What Judges Are Likely to Ask You in Pageant Interviews
One of the purposes of pageant interviews is to reveal if a contestant can think. Clear thinking requires knowledge, and mental organization to use that information. To prepare well for the interview process, a girl needs to become a bit of a “human filing cabinet.”
Digest facts about each subject, develop opinions, and practice possible answers. Absorbing information on a wide variety of subjects strengthens a contestant’s confidence and improves the quality of her interviews.
The first step is to get an idea of what pageant judges are likely to ask:
- anything on your entry form/fact sheet
- yourself (“Tell us about yourself” or “Who are you?”)
- reasons for entering the pageant
- what you want to achieve in life
- educational and career goals, current job
- hobbies, sports, and unusual interests
- your best and worst qualities
- biggest disappointments and accomplishments
- people you admire most and why
- family, friends, boyfriends
- talent and any special training
- travel experiences
- community involvement/ what your town is known for
- favorite music, movies, books, foods, sports, etc.
- world affairs and issues
- current events and controversial issues
- geography that’s in the news (Gaza Strip, Bosnia)
- people in the news (Who is . . .)
- politics and presidential campaigns
There is no way to predict everything about which pageant judges might ask since every interview is different. “It really can vary,” observes Melissa Aggeles, Miss Florida 1988 and a national semi-finalist. “Judges could ask you anything from your favorite color to what you think about the Moscow Summit. It depends on what kind of mood the judges are in, what they feel the minute they see you, how interesting your resume is. It really varies.

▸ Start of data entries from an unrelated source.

//! tests/client_store_tests.rs

mod common;
use common::{memory_store, sample_client, seed_clients};

use std::sync::Arc;

use records_vault::ClientField::*;
use records_vault::{
    Cipher, ClientPatch, ClientRecord, ClientStore, CoreError, FieldCodec, SymmetricKey,
};
use tempfile::tempdir;

fn cipher() -> Arc<Cipher> {
    Arc::new(Cipher::with_keys(vec![SymmetricKey::generate()]).unwrap())
}

#[test]
fn client_round_trips_through_the_codec() {
    common::setup();
    let mut store = memory_store(&cipher());
    let client = ClientRecord::new("Grundschule Nord", "Anna", "Müller")
        .with(Birthday, "2015-03-14")
        .with(Street, "Hauptstraße 1")
        .with(LrstDiagnosis, "iLst")
        .with(KeywordTaet, "lrst");

    let id = store.add_client(&client).unwrap();
    let loaded = store.get_client(id).unwrap();

    assert_eq!(loaded.client_id, Some(id));
    assert_eq!(loaded.school, "Grundschule Nord");
    assert_eq!(loaded.first_name, "Anna");
    assert_eq!(loaded.last_name, "Müller");
    assert_eq!(loaded.birthday.as_deref(), Some("2015-03-14"));
    assert_eq!(loaded.street.as_deref(), Some("Hauptstraße 1"));
    assert_eq!(loaded.lrst_diagnosis.as_deref(), Some("iLst"));
    assert_eq!(loaded.email, None);
    assert!(loaded.created_at.is_some());
    assert_eq!(loaded.created_at, loaded.updated_at);
}

#[test]
fn encrypted_columns_hold_tokens_and_nulls_stay_null() {
    let mut store = memory_store(&cipher());
    let id = store
        .add_client(&ClientRecord::new("S", "Anna", "Müller"))
        .unwrap();

    let (last_name, email): (String, Option<String>) = store
        .connection()
        .query_row(
            "SELECT last_name_encr, email_encr FROM clients WHERE client_id = ?1",
            [id],
            |r| Ok((r.get(0)?, r.get(1)?)),
        )
        .unwrap();

    assert!(!last_name.contains("Müller"));
    assert_eq!(
        store.codec().decode(Some(last_name.as_str())).unwrap().as_deref(),
        Some("Müller")
    );
    assert_eq!(email, None);
}

#[test]
fn explicit_client_id_is_kept() {
    let mut store = memory_store(&cipher());
    let mut client = sample_client(1);
    client.client_id = Some(4711);
    assert_eq!(store.add_client(&client).unwrap(), 4711);
    assert_eq!(store.get_client(4711).unwrap().first_name, "First1");
}

#[test]
fn edit_changes_only_patched_fields() {
    let mut store = memory_store(&cipher());
    let id = store.add_client(&sample_client(2)).unwrap();
    let before = store.get_client(id).unwrap();

    let patch = ClientPatch::new()
        .school("Gymnasium Süd")
        .set(Telephone1, "0221 123456")
        .clear(Email);
    store.edit_client(id, &patch).unwrap();

    let after = store.get_client(id).unwrap();
    assert_eq!(after.school, "Gymnasium Süd");
    assert_eq!(after.telephone1.as_deref(), Some("0221 123456"));
    assert_eq!(after.email, None);
    assert_eq!(after.first_name, before.first_name);
    assert_eq!(after.notes, before.notes);
    assert_eq!(after.created_at, before.created_at);
    assert!(after.updated_at >= before.updated_at);
}

#[test]
fn required_names_cannot_be_cleared() {
    let mut store = memory_store(&cipher());
    let id = store.add_client(&sample_client(1)).unwrap();
    assert!(matches!(
        store.edit_client(id, &ClientPatch::new().clear(LastName)),
        Err(CoreError::Configuration(_))
    ));
    assert_eq!(store.get_client(id).unwrap().last_name, "Last1");
}

#[test]
fn missing_clients_are_reported_by_id() {
    let mut store = memory_store(&cipher());
    for result in [
        store.get_client(99).map(|_| ()),
        store.edit_client(99, &ClientPatch::new().set(City, "x")),
        store.delete_client(99),
    ] {
        match result {
            Err(CoreError::RecordNotFound { table, id }) => {
                assert_eq!(table, "clients");
                assert_eq!(id, 99);
            }
            other => panic!("expected RecordNotFound, got {other:?}"),
        }
    }
}

#[test]
fn list_count_and_delete() {
    let mut store = memory_store(&cipher());
    let ids = seed_clients(&mut store, 5);

    assert_eq!(store.count_clients().unwrap(), 5);
    assert_eq!(store.list_client_ids().unwrap(), ids);

    store.delete_client(ids[2]).unwrap();
    assert_eq!(store.count_clients().unwrap(), 4);
    assert!(!store.list_client_ids().unwrap().contains(&ids[2]));
}

#[test]
fn data_on_disk_needs_the_right_key() {
    let dir = tempdir().unwrap();
    let path = dir.path().join("db").join("records.db");
    let key = SymmetricKey::generate();

    let id = {
        let codec = FieldCodec::new(Arc::new(Cipher::with_keys(vec![key.clone()]).unwrap()));
        let mut store = ClientStore::open(&path, codec).unwrap();
        store.add_client(&sample_client(3)).unwrap()
    };

    let codec = FieldCodec::new(Arc::new(Cipher::with_keys(vec![key]).unwrap()));
    let store = ClientStore::open(&path, codec).unwrap();
    assert_eq!(store.get_client(id).unwrap().last_name, "Last3");

    let wrong = FieldCodec::new(Arc::new(
        Cipher::with_keys(vec![SymmetricKey::generate()]).unwrap(),
    ));
    let store = ClientStore::open(&path, wrong).unwrap();
    assert!(matches!(
        store.get_client(id),
        Err(CoreError::Decryption(_))
    ));
}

And that’s what interviews are intended to show.
Begin Collecting Information: Your Pageant Interview Notebook/Idea Box
“Read everything you can get your hands on! Newsweek, People, USA Today, newspapers. Read it, analyze it, and move on.” — Local pageant director Jeff Bell
Once you’ve anticipated possible lines of questioning judges might throw at you, the second step is to begin collecting information to study those issues. That builds the base of knowledge a girl needs to draw upon when answering judges’ interview questions.
A pageant interview notebook listing personal tidbits such as her…
- funniest moments
This notebook approach can help a new contestant get ideas for answering personal questions.

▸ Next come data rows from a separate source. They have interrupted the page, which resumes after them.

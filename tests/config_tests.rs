//! tests/config_tests.rs

mod common;

use std::fs;
use std::path::PathBuf;

use records_vault::config::{from_toml_str, load_from};
use records_vault::consts::{DEFAULT_APP_UID, DEFAULT_BATCH_SIZE, DEFAULT_KDF_ITERATIONS};
use records_vault::{Config, CoreError};
use tempfile::tempdir;

#[test]
fn partial_document_falls_back_to_defaults() {
    let conf = from_toml_str(
        r#"
        [migration]
        batch_size = 10
        "#,
    )
    .unwrap();

    assert_eq!(conf.migration.batch_size, 10);
    assert_eq!(conf.identity.app_uid, DEFAULT_APP_UID);
    assert_eq!(conf.kdf.iterations, DEFAULT_KDF_ITERATIONS);
    assert_eq!(conf.paths, Config::default().paths);
}

#[test]
fn full_document_is_read() {
    let conf = from_toml_str(
        r#"
        [identity]
        app_uid = "example.schoolpsych"
        username = "frau-beispiel"

        [paths]
        database = "/srv/records/records.db"
        salt = "/srv/records/salt.bin"

        [kdf]
        iterations = 700000
        legacy_iterations = 480000

        [migration]
        batch_size = 200
        "#,
    )
    .unwrap();

    let identity = conf.identity();
    assert_eq!(identity.app_uid, "example.schoolpsych");
    assert_eq!(identity.username, "frau-beispiel");
    assert_eq!(conf.paths.database, PathBuf::from("/srv/records/records.db"));
    assert_eq!(conf.kdf.iterations, 700_000);
    assert_eq!(conf.migration.batch_size, 200);
}

#[test]
fn nonsense_values_are_rejected() {
    assert!(matches!(
        from_toml_str("[migration]\nbatch_size = 0\n"),
        Err(CoreError::Configuration(_))
    ));
    assert!(matches!(
        from_toml_str("[kdf]\niterations = 0\n"),
        Err(CoreError::Configuration(_))
    ));
    assert!(matches!(
        from_toml_str("[identity\nbroken"),
        Err(CoreError::Config(_))
    ));
}

// Only test touching the process environment
#[test]
fn file_loading_and_env_overrides() {
    common::setup();
    let dir = tempdir().unwrap();

    let missing = load_from(dir.path().join("absent.toml")).unwrap();
    assert_eq!(missing.migration.batch_size, DEFAULT_BATCH_SIZE);

    let path = dir.path().join("config.toml");
    fs::write(
        &path,
        "[identity]\napp_uid = \"from-file\"\nusername = \"file-user\"\n",
    )
    .unwrap();
    assert_eq!(load_from(&path).unwrap().identity.app_uid, "from-file");

    std::env::set_var("RV_USERNAME", "env-user");
    std::env::set_var("RV_SALT_PATH", dir.path().join("env-salt.bin"));
    let conf = load_from(&path);
    std::env::remove_var("RV_USERNAME");
    std::env::remove_var("RV_SALT_PATH");

    let conf = conf.unwrap();
    assert_eq!(conf.identity.app_uid, "from-file");
    assert_eq!(conf.identity.username, "env-user");
    assert_eq!(conf.paths.salt, dir.path().join("env-salt.bin"));
}
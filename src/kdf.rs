// src/kdf.rs
//! PBKDF2-HMAC-SHA256 key derivation for password → field key

use sha2::Sha256;
use tracing::debug;
use zeroize::Zeroizing;

use crate::consts::KEY_LEN;
use crate::error::{CoreError, Result};
use crate::key::SymmetricKey;

/// Derive a field key from a password.
///
/// Deterministic: the same password, salt and iteration count always give
/// the same key. The iteration count is a parameter because keys issued
/// under an older count must stay reproducible.
pub fn derive_key(password: &str, salt: &[u8], iterations: u32) -> Result<SymmetricKey> {
    if iterations == 0 {
        return Err(CoreError::Configuration(
            "KDF iteration count must be at least 1".into(),
        ));
    }
    if salt.is_empty() {
        return Err(CoreError::Configuration("KDF salt must not be empty".into()));
    }

    debug!("Deriving key with {iterations} iterations");
    let mut output = Zeroizing::new([0u8; KEY_LEN]);
    pbkdf2::pbkdf2_hmac::<Sha256>(password.as_bytes(), salt, iterations, &mut output[..]);
    Ok(SymmetricKey::from_bytes(*output))
}
// src/config/defaults.rs
use std::path::PathBuf;

use crate::config::app::{IdentityConfig, KdfConfig, MigrationConfig, Paths};
use crate::consts::{
    APP_DIR_NAME, DEFAULT_APP_UID, DEFAULT_BATCH_SIZE, DEFAULT_KDF_ITERATIONS,
    LEGACY_KDF_ITERATIONS,
};

pub const DEFAULT_DATABASE_FILE: &str = "records.db";
pub const DEFAULT_SALT_FILE: &str = "salt.bin";
pub const CONFIG_FILE_NAME: &str = "config.toml";

fn current_user() -> String {
    std::env::var("USER")
        .or_else(|_| std::env::var("USERNAME"))
        .unwrap_or_else(|_| "default".into())
}

fn app_dir(base: Option<PathBuf>) -> PathBuf {
    base.unwrap_or_else(|| PathBuf::from(".")).join(APP_DIR_NAME)
}

pub fn default_config_path() -> PathBuf {
    app_dir(dirs::config_dir()).join(CONFIG_FILE_NAME)
}

pub fn default_identity() -> IdentityConfig {
    IdentityConfig {
        app_uid: DEFAULT_APP_UID.into(),
        username: current_user(),
    }
}

pub fn default_paths() -> Paths {
    Paths {
        database: app_dir(dirs::data_dir()).join(DEFAULT_DATABASE_FILE),
        salt: app_dir(dirs::config_dir()).join(DEFAULT_SALT_FILE),
    }
}

pub fn default_kdf() -> KdfConfig {
    KdfConfig {
        iterations: DEFAULT_KDF_ITERATIONS,
        legacy_iterations: LEGACY_KDF_ITERATIONS,
    }
}

pub fn default_migration() -> MigrationConfig {
    MigrationConfig {
        batch_size: DEFAULT_BATCH_SIZE,
    }
}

Newspaper and magazine clippings are ideal for prepping for questions on politics and current events. “Read everything you can get your hands on!” advises veteran local pageant director Jeff Bell, “Newsweek, People, USA Today, newspapers. Read it, analyze it, and move on.”
Your System for Organizing Information and Ideas
Pick a system for organizing your information and ideas. As Miss Florida, Melissa Aggeles used index cards with questions and answers listed on flip sides.
“I came up with about four hundred,” she says. “I figured that if I didn’t know something in the interview, it didn’t matter because I knew four hundred other things.”
Miss Ohio 1988, Sarah Evans, kept a notebook with subject headings on each page.
“I wrote down exactly how I felt about each issue so I had already put my opinion into words. Then, if I was asked about that in interview, I already had a train of thought going.”
Whatever system you decide upon, collect information about topics judges are likely to bring up. Digest facts about each subject, develop opinions, and practice possible answers. Absorbing information on a wide variety of subjects strengthens a contestant’s confidence and improves the quality of her interviews.
Former Miss America, Debbie Bryant-Berge:
“I think the more issues you think about and try to formulate ideas about, the more it helps you. Even if you’re not asked about that, you have the sense of preparedness that you can handle any situation that could come along. Even if they only ask you, ‘What are you majoring in at college?,’ you’ll think, ‘Come on, give me more! I’m ready for ya’! So you don’t worry about it, you’re not nervous-and that comes across in the interview.”
If you want to collect pageant crowns … collect information!